Poster Presentation Australasian Society for Dermatology Research Annual Scientific Meeting 2024

Eruptive squamous cell carcinomas development on Apremilast (#81)

Natasha Abeysekera 1 , Justin Holland 2 , Christina Sander 2
  1. Dermatology, Sunshine Coast University Hospital, Birtinya, QLD, Australia
  2. Central Dermatology Clinic, Maroochydore, QLD, Australia

Introduction:

Patients with psoriasis have a higher incidence of keratinocyte cancers; with risk factors including photochemotherapy and ciclosporin. Unlike methotrexate and other biological medications, the use of apremilast for psoriasis in patients with malignancy is not contraindicated.

Methods:

We report two cases of eruptive squamous cell carcinoma(SCC) and keratoacanthoma(KA) development shortly after commencing apremilast in patients with psoriasis.

Findings:

Patient A had rapid SCC development despite recommencing acitretin whilst on apremilast. Patient B underwent nbUVB therapy throughout her treatment for psoriasis, with no SCC development except during concomitant therapy with apremilast. Neither patient developed further rapidly progressing SCCs after being commenced on risankizumab for their psoriasis.

The role of psoriasis severity on the rapid development of SCCs amongst our patients cannot be discount; as although both patients had severe psoriasis prior to commencing apremilast with a lower incidence of SCCs, they had flares of their condition prior to cessation of apremilast. A recent study noted a shorter time to first keratinocyte cancer amongst those with psoriasis than rheumatoid arthritis whilst on TNF inhibitors, suggesting this was due to phototherapy and other disease-related factors. Comparatively in our patients, phototherapy did not appear to affect the development of SCCs.

Research has suggested an association with ‘rebound’ SCC development during interruption of acitretin therapy in organ-transplant recipients. A retrospective study noted six patients with organ-transplants had interruptions of acitretin therapy, ranging from 3 to 6 months, had a mean increase of 4.67 SCCs in the 12 months post-interruption. Patient A did have an interruption to acitretin therapy of 3 months, with 4 SCCs in the 12 months pre-interruption and 32 SCCs in the 12 months post-interruption. This significantly outnumbers reports in the literature in an immunocompetent individual.

Conclusion:

This case report highlights a potential unclear mechanism of rapid SCC development associated with apremilast.
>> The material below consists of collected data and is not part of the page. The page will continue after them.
//! Database operations for `stored_catalog_items` and `stored_variants`.

use std::collections::BTreeMap;

use bazaar_core::{ImportStatus, RemoteCatalogItem, RemoteVariant, StoredCatalogItem, StoredVariant};
use chrono::{DateTime, Utc};
use rust_decimal::Decimal;
use sqlx::types::Json;
use sqlx::PgPool;

use crate::DbError;

const STORED_ITEM_COLUMNS: &str = "id, external_id, title, description, sku, price, \
     currency_code, inventory_count, images, tags, categories, vendor, import_status, \
     local_product_id, imported_at, created_at, updated_at";

const STORED_VARIANT_COLUMNS: &str = "id, stored_item_id, external_variant_id, title, sku, \
     price, inventory_count, options, updated_at";

// ---------------------------------------------------------------------------
// Row types
// ---------------------------------------------------------------------------

/// A row from the `stored_catalog_items` table.
#[derive(Debug, Clone, sqlx::FromRow)]
pub struct StoredItemRow {
    pub id: i64,
    pub external_id: String,
    pub title: String,
    pub description: Option<String>,
    pub sku: Option<String>,
    pub price: Decimal,
    pub currency_code: String,
    pub inventory_count: i32,
    pub images: Vec<String>,
    pub tags: Vec<String>,
    pub categories: Vec<String>,
    pub vendor: Option<String>,
    /// One of `pending`, `imported`, `failed` (enforced by a CHECK constraint).
    pub import_status: String,
    /// Nulled by the database when the linked product is deleted.
    pub local_product_id: Option<i64>,
    pub imported_at: Option<DateTime<Utc>>,
    pub created_at: DateTime<Utc>,
    pub updated_at: DateTime<Utc>,
}

impl TryFrom<StoredItemRow> for StoredCatalogItem {
    type Error = DbError;

    fn try_from(row: StoredItemRow) -> Result<Self, Self::Error> {
        Ok(Self {
            id: row.id,
            external_id: row.external_id,
            title: row.title,
            description: row.description,
            sku: row.sku,
            price: row.price,
            currency_code: row.currency_code,
            inventory_count: row.inventory_count,
            images: row.images,
            tags: row.tags,
            categories: row.categories,
            vendor: row.vendor,
            import_status: row.import_status.parse::<ImportStatus>()?,
            local_product_id: row.local_product_id,
            imported_at: row.imported_at,
            created_at: row.created_at,
            updated_at: row.updated_at,
        })
    }
}

/// A row from the `stored_variants` table.
#[derive(Debug, Clone, sqlx::FromRow)]
pub struct StoredVariantRow {
    pub id: i64,
    pub stored_item_id: i64,
    pub external_variant_id: String,
    pub title: String,
    pub sku: Option<String>,
    pub price: Decimal,
    pub inventory_count: i32,
    pub options: Json<BTreeMap<String, String>>,
    pub updated_at: DateTime<Utc>,
}

impl From<StoredVariantRow> for StoredVariant {
    fn from(row: StoredVariantRow) -> Self {
        Self {
            id: row.id,
            stored_item_id: row.stored_item_id,
            external_variant_id: row.external_variant_id,
            title: row.title,
            sku: row.sku,
            price: row.price,
            inventory_count: row.inventory_count,
            options: row.options.0,
            updated_at: row.updated_at,
        }
    }
}

// ---------------------------------------------------------------------------
// stored_catalog_items operations
// ---------------------------------------------------------------------------

/// Upserts the mirror row for `item.external_id`.
///
/// Conflicts on `external_id` overwrite every mirrored field and bump
/// `updated_at`. `import_status`, `local_product_id`, and `imported_at` are
/// left alone so a refresh never rolls back an earlier import.
///
/// # Errors
///
/// Returns [`DbError::Sqlx`] if the query fails, or [`DbError::InvalidStatus`]
/// if the stored status is unrecognized.
pub async fn upsert_stored_item(
    pool: &PgPool,
    item: &RemoteCatalogItem,
) -> Result<StoredCatalogItem, DbError> {
    let row = sqlx::query_as::<_, StoredItemRow>(&format!(
        "INSERT INTO stored_catalog_items \
             (external_id, title, description, sku, price, currency_code, \
              inventory_count, images, tags, categories, vendor) \
         VALUES ($1, $2, $3, $4, $5, $6, $7, $8, $9, $10, $11) \
         ON CONFLICT (external_id) DO UPDATE SET \
             title           = EXCLUDED.title, \
             description     = EXCLUDED.description, \
             sku             = EXCLUDED.sku, \
             price           = EXCLUDED.price, \
             currency_code   = EXCLUDED.currency_code, \
             inventory_count = EXCLUDED.inventory_count, \
             images          = EXCLUDED.images, \
             tags            = EXCLUDED.tags, \
             categories      = EXCLUDED.categories, \
             vendor          = EXCLUDED.vendor, \
             updated_at      = NOW() \
         RETURNING {STORED_ITEM_COLUMNS}"
    ))
    .bind(&item.external_id)
    .bind(&item.title)
    .bind(item.description.as_deref())
    .bind(item.sku.as_deref())
    .bind(item.price)
    .bind(&item.currency_code)
    .bind(item.inventory_count)
    .bind(&item.images)
    .bind(&item.tags)
    .bind(&item.categories)
    .bind(item.vendor.as_deref())
    .fetch_one(pool)
    .await?;

    StoredCatalogItem::try_from(row)
}

/// Returns the mirror row for `external_id`, or `None` if it was never stored.
///
/// # Errors
///
/// Returns [`DbError::Sqlx`] if the query fails.
pub async fn get_stored_item_by_external_id(
    pool: &PgPool,
    external_id: &str,
) -> Result<Option<StoredCatalogItem>, DbError> {
    let row = sqlx::query_as::<_, StoredItemRow>(&format!(
        "SELECT {STORED_ITEM_COLUMNS} FROM stored_catalog_items WHERE external_id = $1"
    ))
    .bind(external_id)
    .fetch_optional(pool)
    .await?;

    row.map(StoredCatalogItem::try_from).transpose()
}

/// # Errors
///
/// Returns [`DbError::Sqlx`] if the query fails.
pub async fn count_stored_items(pool: &PgPool) -> Result<i64, DbError> {
    let count = sqlx::query_scalar::<_, i64>("SELECT COUNT(*) FROM stored_catalog_items")
        .fetch_one(pool)
        .await?;
    Ok(count)
}

/// Links the mirror row to its marketplace product and marks it `imported`.
///
/// # Errors
///
/// Returns [`DbError::NotFound`] if no row has `stored_item_id`, or
/// [`DbError::Sqlx`] if the update fails (including a foreign-key violation
/// when `local_product_id` does not exist).
pub async fn mark_stored_item_imported(
    pool: &PgPool,
    stored_item_id: i64,
    local_product_id: i64,
) -> Result<(), DbError> {
    let result = sqlx::query(
        "UPDATE stored_catalog_items \
         SET import_status = 'imported', local_product_id = $1, \
             imported_at = NOW(), updated_at = NOW() \
         WHERE id = $2",
    )
    .bind(local_product_id)
    .bind(stored_item_id)
    .execute(pool)
    .await?;

    if result.rows_affected() == 0 {
        return Err(DbError::NotFound {
            entity: "stored catalog item",
            key: stored_item_id.to_string(),
        });
    }
    Ok(())
}

/// Sets `import_status = 'failed'`. The product link and `imported_at` are untouched.
///
/// # Errors
///
/// Returns [`DbError::NotFound`] if no row has `stored_item_id`, or
/// [`DbError::Sqlx`] if the update fails.
pub async fn mark_stored_item_failed(pool: &PgPool, stored_item_id: i64) -> Result<(), DbError> {
    let result = sqlx::query(
        "UPDATE stored_catalog_items \
         SET import_status = 'failed', updated_at = NOW() \
         WHERE id = $1",
    )
    .bind(stored_item_id)
    .execute(pool)
    .await?;

    if result.rows_affected() == 0 {
        return Err(DbError::NotFound {
            entity: "stored catalog item",
            key: stored_item_id.to_string(),
        });
    }
    Ok(())
}

// ---------------------------------------------------------------------------
// stored_variants operations
// ---------------------------------------------------------------------------

/// Upserts a variant row.
///
/// Conflicts on `(stored_item_id, external_variant_id)` overwrite `title`,
/// `sku`, `price`, `inventory_count`, `options`, and `updated_at`.
///
/// # Errors
///
/// Returns [`DbError::Sqlx`] if the upsert fails, including a foreign-key
/// violation when `stored_item_id` does not exist.
pub async fn upsert_stored_variant(
    pool: &PgPool,
    stored_item_id: i64,
    variant: &RemoteVariant,
) -> Result<StoredVariant, DbError> {
    let row = sqlx::query_as::<_, StoredVariantRow>(&format!(
        "INSERT INTO stored_variants \
             (stored_item_id, external_variant_id, title, sku, price, inventory_count, options) \
         VALUES ($1, $2, $3, $4, $5, $6, $7) \
         ON CONFLICT (stored_item_id, external_variant_id) DO UPDATE SET \
             title           = EXCLUDED.title, \
             sku             = EXCLUDED.sku, \
             price           = EXCLUDED.price, \
             inventory_count = EXCLUDED.inventory_count, \
             options         = EXCLUDED.options, \
             updated_at      = NOW() \
         RETURNING {STORED_VARIANT_COLUMNS}"
    ))
    .bind(stored_item_id)
    .bind(&variant.external_id)
    .bind(&variant.title)
    .bind(variant.sku.as_deref())
    .bind(variant.price)
    .bind(variant.inventory_count)
    .bind(Json(&variant.options))
    .fetch_one(pool)
    .await?;

    Ok(row.into())
}

/// Returns the variants of a mirror row ordered by insertion.
///
/// # Errors
///
/// Returns [`DbError::Sqlx`] if the query fails.
pub async fn list_stored_variants(
    pool: &PgPool,
    stored_item_id: i64,
) -> Result<Vec<StoredVariant>, DbError> {
    let rows = sqlx::query_as::<_, StoredVariantRow>(&format!(
        "SELECT {STORED_VARIANT_COLUMNS} FROM stored_variants \
         WHERE stored_item_id = $1 ORDER BY id"
    ))
    .bind(stored_item_id)
    .fetch_all(pool)
    .await?;

    Ok(rows.into_iter().map(StoredVariant::from).collect())
}
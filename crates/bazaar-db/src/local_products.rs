//! Database operations for `local_products` and `product_images`.

use bazaar_core::{LocalProduct, NewLocalProduct, ProductImage, ProductStatus};
use chrono::{DateTime, Utc};
use rust_decimal::Decimal;
use sqlx::PgPool;
use uuid::Uuid;

use crate::DbError;

const LOCAL_PRODUCT_COLUMNS: &str = "id, vendor_id, stored_item_id, name, slug, description, \
     sku, price, currency_code, inventory_count, tags, status, created_at";

// ---------------------------------------------------------------------------
// Row types
// ---------------------------------------------------------------------------

/// A row from the `local_products` table.
#[derive(Debug, Clone, sqlx::FromRow)]
pub struct LocalProductRow {
    pub id: i64,
    pub vendor_id: Option<Uuid>,
    pub stored_item_id: i64,
    pub name: String,
    pub slug: String,
    pub description: Option<String>,
    pub sku: Option<String>,
    pub price: Decimal,
    pub currency_code: String,
    pub inventory_count: i32,
    pub tags: Vec<String>,
    pub status: String,
    pub created_at: DateTime<Utc>,
}

impl TryFrom<LocalProductRow> for LocalProduct {
    type Error = DbError;

    fn try_from(row: LocalProductRow) -> Result<Self, Self::Error> {
        Ok(Self {
            id: row.id,
            vendor_id: row.vendor_id,
            stored_item_id: row.stored_item_id,
            name: row.name,
            slug: row.slug,
            description: row.description,
            sku: row.sku,
            price: row.price,
            currency_code: row.currency_code,
            inventory_count: row.inventory_count,
            tags: row.tags,
            status: row.status.parse::<ProductStatus>()?,
            created_at: row.created_at,
        })
    }
}

/// A row from the `product_images` table.
#[derive(Debug, Clone, sqlx::FromRow)]
pub struct ProductImageRow {
    pub id: i64,
    pub product_id: i64,
    pub url: String,
    pub position: i32,
}

impl From<ProductImageRow> for ProductImage {
    fn from(row: ProductImageRow) -> Self {
        Self {
            id: row.id,
            product_id: row.product_id,
            url: row.url,
            position: row.position,
        }
    }
}

// ---------------------------------------------------------------------------
// local_products operations
// ---------------------------------------------------------------------------

/// Inserts a marketplace product and returns the full row.
///
/// # Errors
///
/// Returns [`DbError::Sqlx`] if the insert fails, including a foreign-key
/// violation when `product.stored_item_id` does not exist.
pub async fn insert_local_product(
    pool: &PgPool,
    product: &NewLocalProduct,
) -> Result<LocalProduct, DbError> {
    let row = sqlx::query_as::<_, LocalProductRow>(&format!(
        "INSERT INTO local_products \
             (vendor_id, stored_item_id, name, slug, description, sku, price, \
              currency_code, inventory_count, tags, status) \
         VALUES ($1, $2, $3, $4, $5, $6, $7, $8, $9, $10, $11) \
         RETURNING {LOCAL_PRODUCT_COLUMNS}"
    ))
    .bind(product.vendor_id)
    .bind(product.stored_item_id)
    .bind(&product.name)
    .bind(&product.slug)
    .bind(product.description.as_deref())
    .bind(product.sku.as_deref())
    .bind(product.price)
    .bind(&product.currency_code)
    .bind(product.inventory_count)
    .bind(&product.tags)
    .bind(product.status.as_str())
    .fetch_one(pool)
    .await?;

    LocalProduct::try_from(row)
}

/// # Errors
///
/// Returns [`DbError::Sqlx`] if the query fails.
pub async fn get_local_product(pool: &PgPool, id: i64) -> Result<Option<LocalProduct>, DbError> {
    let row = sqlx::query_as::<_, LocalProductRow>(&format!(
        "SELECT {LOCAL_PRODUCT_COLUMNS} FROM local_products WHERE id = $1"
    ))
    .bind(id)
    .fetch_optional(pool)
    .await?;

    row.map(LocalProduct::try_from).transpose()
}

/// Deletes a product. Its images go with it (`ON DELETE CASCADE`) and any
/// mirror row pointing at it is unlinked (`ON DELETE SET NULL`).
///
/// # Errors
///
/// Returns [`DbError::NotFound`] if no product has `id`, or [`DbError::Sqlx`]
/// if the delete fails.
pub async fn delete_local_product(pool: &PgPool, id: i64) -> Result<(), DbError> {
    let result = sqlx::query("DELETE FROM local_products WHERE id = $1")
        .bind(id)
        .execute(pool)
        .await?;

    if result.rows_affected() == 0 {
        return Err(DbError::NotFound {
            entity: "local product",
            key: id.to_string(),
        });
    }
    Ok(())
}

// ---------------------------------------------------------------------------
// product_images operations
// ---------------------------------------------------------------------------

/// Inserts one image at `position`.
///
/// # Errors
///
/// Returns [`DbError::Sqlx`] if the insert fails, including a unique
/// violation on `(product_id, position)`.
pub async fn insert_product_image(
    pool: &PgPool,
    product_id: i64,
    url: &str,
    position: i32,
) -> Result<ProductImage, DbError> {
    let row = sqlx::query_as::<_, ProductImageRow>(
        "INSERT INTO product_images (product_id, url, position) \
         VALUES ($1, $2, $3) \
         RETURNING id, product_id, url, position",
    )
    .bind(product_id)
    .bind(url)
    .bind(position)
    .fetch_one(pool)
    .await?;

    Ok(row.into())
}

/// # Errors
///
/// Returns [`DbError::Sqlx`] if the query fails.
pub async fn list_product_images(
    pool: &PgPool,
    product_id: i64,
) -> Result<Vec<ProductImage>, DbError> {
    let rows = sqlx::query_as::<_, ProductImageRow>(
        "SELECT id, product_id, url, position FROM product_images \
         WHERE product_id = $1 ORDER BY position",
    )
    .bind(product_id)
    .fetch_all(pool)
    .await?;

    Ok(rows.into_iter().map(ProductImage::from).collect())
}
//! User-facing notices emitted by the import pipeline.

#[derive(Debug, Clone, Copy, PartialEq, Eq)]
pub enum NoticeLevel {
    Success,
    Warning,
    Error,
}

#[derive(Debug, Clone, PartialEq, Eq)]
pub struct Notice {
    pub level: NoticeLevel,
    pub title: String,
    pub message: String,
}

impl Notice {
    pub fn success(title: impl Into<String>, message: impl Into<String>) -> Self {
        Self {
            level: NoticeLevel::Success,
            title: title.into(),
            message: message.into(),
        }
    }

    pub fn warning(title: impl Into<String>, message: impl Into<String>) -> Self {
        Self {
            level: NoticeLevel::Warning,
            title: title.into(),
            message: message.into(),
        }
    }

    pub fn error(title: impl Into<String>, message: impl Into<String>) -> Self {
        Self {
            level: NoticeLevel::Error,
            title: title.into(),
            message: message.into(),
        }
    }
}

/// Sink for notices shown to the operator who started an import.
pub trait Notifier: Send + Sync {
    fn notify(&self, notice: Notice);
}

/// Writes notices to the `tracing` log at a level matching their severity.
#[derive(Debug, Default, Clone, Copy)]
pub struct TracingNotifier;

impl Notifier for TracingNotifier {
    fn notify(&self, notice: Notice) {
        match notice.level {
            NoticeLevel::Success => {
                tracing::info!(title = %notice.title, "{}", notice.message);
            }
            NoticeLevel::Warning => {
                tracing::warn!(title = %notice.title, "{}", notice.message);
            }
            NoticeLevel::Error => {
                tracing::error!(title = %notice.title, "{}", notice.message);
            }
        }
    }
}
  1. Woo YR, Park CJ, Kang H, Kim JE. The Risk of Systemic Diseases in Those with Psoriasis and Psoriatic Arthritis: From Mechanisms to Clinic. Int J Mol Sci 2020;21(19).
  2. Kahn JS, Casseres RG, Her MJ, Dumont N, Gottlieb AB, Rosmarin D. Treatment of Psoriasis With Biologics and Apremilast in Patients With a History of Malignancy: A Retrospective Chart Review. J Drugs Dermatol 2019;18(4).
  3. van Lümig PP, Menting SP, van den Reek JM, Spuls PI, van Riel PL, van de Kerkhof PC, et al. An increased risk of non-melanoma skin cancer during TNF-inhibitor treatment in psoriasis patients compared to rheumatoid arthritis patients probably relates to disease-related factors. J Eur Acad Dermatol Venereol 2015;29(4):752-60.
  4. Harwood CA, Leedham-Green M, Leigh IM, Proby CM. Low-dose retinoids in the prevention of cutaneous squamous cell carcinomas in organ transplant recipients: a 16-year retrospective study. Arch Dermatol 2005;141(4):456-64.